Introversion has just as a many perks for travelers, and luckily, there are many hot travel spots worldwide that cater toward this style of travel. Here are a few excellent destinations tailor-made for introverts:
Hiking through some parts of the Pacific coastline in this state can make you feel as though you are the last person on earth – in a good way. You can easily grab a good book, find a cozy spot near the sand dunes, breathe in the sea air and feel the escape. For adventurers, there are mountains scattered across the western portion of the state, including the famous Mount Hood. Portland also caters to introverts with its many cafes, ample green space and numerous book stores.

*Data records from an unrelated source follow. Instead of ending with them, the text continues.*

//! `tencentcloud_monitor_grafana_whitelist_config`.

use super::service::GrafanaService;
use crate::connectivity::TencentCloudClient;
use crate::error::Result;
use crate::resource::Resource;
use crate::schema::{Attribute, AttributeFlags, AttributeType, Schema};
use crate::state::ResourceData;
use async_trait::async_trait;

/// `tencentcloud_monitor_grafana_whitelist_config`
pub struct GrafanaWhitelistConfig;

impl GrafanaWhitelistConfig {
    async fn apply(client: &TencentCloudClient, instance_id: &str, whitelist: &[String]) -> Result<()> {
        let service = GrafanaService::new(client);
        service.update_whitelist(instance_id, whitelist).await?;
        service.wait_instance_running(instance_id).await
    }
}

#[async_trait]
impl Resource for GrafanaWhitelistConfig {
    fn name(&self) -> &'static str {
        "tencentcloud_monitor_grafana_whitelist_config"
    }

    fn schema(&self) -> Schema {
        Schema::v0()
            .with_attribute("instance_id", Attribute::required_string().with_description("Grafana instance id."))
            .with_attribute(
                "whitelist",
                Attribute::list(AttributeType::String, AttributeFlags::optional())
                    .with_description("IP addresses allowed to reach the instance."),
            )
    }

    fn immutable_args(&self) -> &'static [&'static str] {
        &["instance_id"]
    }

    async fn create(&self, client: &TencentCloudClient, d: &mut ResourceData) -> Result<()> {
        let instance_id = d.require_str("instance_id")?.to_string();
        Self::apply(client, &instance_id, &d.get_string_list("whitelist")).await?;
        d.set_id(instance_id);
        self.read(client, d).await
    }

    async fn read(&self, client: &TencentCloudClient, d: &mut ResourceData) -> Result<()> {
        let instance_id = d.id().to_string();
        let service = GrafanaService::new(client);
        if !service.instance_exists(&instance_id).await? {
            d.set_id("");
            return Ok(());
        }
        let whitelist = service.describe_whitelist(&instance_id).await?;
        d.set("instance_id", instance_id);
        d.set("whitelist", whitelist);
        Ok(())
    }

    async fn update(&self, client: &TencentCloudClient, d: &mut ResourceData) -> Result<()> {
        if d.has_change("whitelist") {
            let instance_id = d.id().to_string();
            Self::apply(client, &instance_id, &d.get_string_list("whitelist")).await?;
        }
        self.read(client, d).await
    }

    async fn delete(&self, client: &TencentCloudClient, d: &mut ResourceData) -> Result<()> {
        let instance_id = d.id().to_string();
        Self::apply(client, &instance_id, &[]).await
    }
}
//! `tencentcloud_clickhouse_keyval_config`: one key/value setting of an
//! instance. Every change restarts the instance, so writes wait for it to
//! be `Serving` again.

use super::model::{InstanceConfigItem, ModifyInstanceKeyValConfigsRequest};
use super::service::CdwchService;
use crate::connectivity::TencentCloudClient;
use crate::error::{ProviderError, Result};
use crate::helper::{build_id, parse_id};
use crate::resource::Resource;
use crate::schema::{Attribute, Block, NestedBlock, Schema};
use crate::state::ResourceData;
use async_trait::async_trait;
use serde::{Deserialize, Serialize};
use tracing::info;

#[derive(Debug, Clone, Default, Serialize, Deserialize)]
#[serde(default)]
struct Item {
    conf_key: String,
    conf_value: String,
}

impl From<Item> for InstanceConfigItem {
    fn from(item: Item) -> Self {
        Self {
            conf_key: item.conf_key,
            conf_value: item.conf_value,
        }
    }
}

fn item(d: &ResourceData) -> Result<Item> {
    d.decode_key::<Vec<Item>>("items")?
        .into_iter()
        .next()
        .filter(|i| !i.conf_key.is_empty())
        .ok_or_else(|| ProviderError::Validation("argument `items` is required".to_string()))
}

/// `tencentcloud_clickhouse_keyval_config`: one key/value setting, id `instanceId#confKey`.
pub struct ClickhouseKeyvalConfig;

impl ClickhouseKeyvalConfig {
    async fn modify(
        &self,
        client: &TencentCloudClient,
        req: ModifyInstanceKeyValConfigsRequest,
    ) -> Result<()> {
        let service = CdwchService::new(client);
        service.modify_keyval_configs(&req).await?;
        service.wait_instance_serving(&req.instance_id).await?;
        info!(instance_id = %req.instance_id, "key/value config applied");
        Ok(())
    }
}

#[async_trait]
impl Resource for ClickhouseKeyvalConfig {
    fn name(&self) -> &'static str {
        "tencentcloud_clickhouse_keyval_config"
    }

    fn schema(&self) -> Schema {
        Schema::v0()
            .with_attribute(
                "instance_id",
                Attribute::required_string().with_description("Instance id."),
            )
            .with_block(
                "items",
                NestedBlock::single(
                    Block::new()
                        .with_attribute(
                            "conf_key",
                            Attribute::required_string().with_description("Config key."),
                        )
                        .with_attribute(
                            "conf_value",
                            Attribute::required_string().with_description("Config value."),
                        ),
                )
                .with_min_items(1),
            )
    }

    fn immutable_args(&self) -> &'static [&'static str] {
        &["instance_id"]
    }

    async fn create(&self, client: &TencentCloudClient, d: &mut ResourceData) -> Result<()> {
        let instance_id = d.require_str("instance_id")?.to_string();
        let item = item(d)?;
        let conf_key = item.conf_key.clone();

        self.modify(
            client,
            ModifyInstanceKeyValConfigsRequest {
                instance_id: instance_id.clone(),
                add_items: vec![item.into()],
                ..Default::default()
            },
        )
        .await?;

        d.set_id(build_id(&[&instance_id, &conf_key]));
        self.read(client, d).await
    }

    async fn read(&self, client: &TencentCloudClient, d: &mut ResourceData) -> Result<()> {
        let id = d.id().to_string();
        let parts = parse_id(&id, 2)?;
        let (instance_id, conf_key) = (parts[0], parts[1]);

        let configs = CdwchService::new(client)
            .describe_keyval_configs(instance_id)
            .await?;
        let Some(config) = configs.into_iter().find(|c| c.conf_key == conf_key) else {
            d.set_id("");
            return Ok(());
        };

        d.set("instance_id", instance_id);
        let items = vec![Item {
            conf_key: config.conf_key,
            conf_value: config.conf_value,
        }];
        d.set("items", serde_json::to_value(items)?);
        Ok(())
    }

    async fn update(&self, client: &TencentCloudClient, d: &mut ResourceData) -> Result<()> {
        let id = d.id().to_string();
        let parts = parse_id(&id, 2)?;

        if d.has_change("items") {
            let item = item(d)?;
            if item.conf_key != parts[1] {
                return Err(ProviderError::Validation(
                    "argument `items.conf_key` cannot be changed".to_string(),
                ));
            }
            self.modify(
                client,
                ModifyInstanceKeyValConfigsRequest {
                    instance_id: parts[0].to_string(),
                    update_items: vec![item.into()],
                    ..Default::default()
                },
            )
            .await?;
        }
        self.read(client, d).await
    }

    async fn delete(&self, client: &TencentCloudClient, d: &mut ResourceData) -> Result<()> {
        let id = d.id().to_string();
        let parts = parse_id(&id, 2)?;
        let conf_value = d
            .decode_key::<Vec<Item>>("items")?
            .into_iter()
            .next()
            .map(|i| i.conf_value)
            .unwrap_or_default();

        self.modify(
            client,
            ModifyInstanceKeyValConfigsRequest {
                instance_id: parts[0].to_string(),
                del_items: vec![InstanceConfigItem {
                    conf_key: parts[1].to_string(),
                    conf_value,
                }],
                ..Default::default()
            },
        )
        .await
    }
}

This is probably the first city that comes to mind when you think of an introvert-friendly place, and the reasons why are obvious. Numerous world-class institutions like the Musee d’Orsay, the Paris Museum of Modern Art, the Carnavalet Museum and the Orangerie Museum allow visitors to soak in the best parts of French culture for hours without conversing with a soul (though you might want to avoid the crowds at the Louvre). French locals enjoy their privacy, so sitting to a nice meal alone is definitely not something that’s frowned upon like it is in the U.S. Did we mention the walking? Paris is pretty much one giant, gorgeous outdoor museum where quiet introspection is encouraged. Welcome home.
Known as the “Switzerland of Latin America,” Costa Rica disbanded its army after World War II, and has since become a travel haven for soul seekers due to its safety and isolation. Popular with backpackers, Costa Rica is surrounded by the Pacific and Caribbean coastlines, many of which encourage beachside yoga and relaxation. You won’t find many partying spring break types here. Head inland and you’ll see one of the most beautiful untouched stretches of rainforest canyon on earth for hiking and waterfalls. There are few cities in Costa Rica besides San Jose, so much of the country consists of small towns – perfect for those who would rather avoid large crowds. Need another reason to travel here? In 2012, the New Economics Foundation ranked Costa Rica as the “happiest country on earth,” according to Forbes.
It may have some of the most densely populated cities in the world, but much of Japanese culture is centered around introversion, quiet and deep thinking. Tokyo has some of the best spots for people watching, especially in the Shibuya district. You can also learn about the art of Zen at one of Kyoto’s many old-world gardens and spas. Poets and artists from across the centuries have also praised Mount Fujisan for its stunning sunrises, perfect for journaling or a quiet breakfast.
Knowing your travel needs as an introvert
Being an introvert doesn’t mean that you are shy or quiet, you just get more energy from being alone rather than from others. Solo travel can actually work wonderfully for introspective travelers. This way, you can enjoy seeing and doing the things you want to do – if you want to make a new friend, you can, but you’ll also need a quiet spot to slip away and enjoy solitude from time to time.
Choose destinations that require less talking and more thinking. You don’t always need a tour guides or crowded touristy spots to get a sense of the culture and way of life. Look for areas with plenty of places where you are actually encouraged to explore alone and roam free, such as parks, farmers markets, green space, museums, cafes, bookstores, coastline and other natural wonders.
Being introverted means you enjoy absorbing the world around you with less words. If you would rather have deep one-on-one conversations than chit-chat, have a fuller experience with travel by watching and listening and gain a lot of personal growth from being alone, then these destinations and travel ideas could be perfect for you.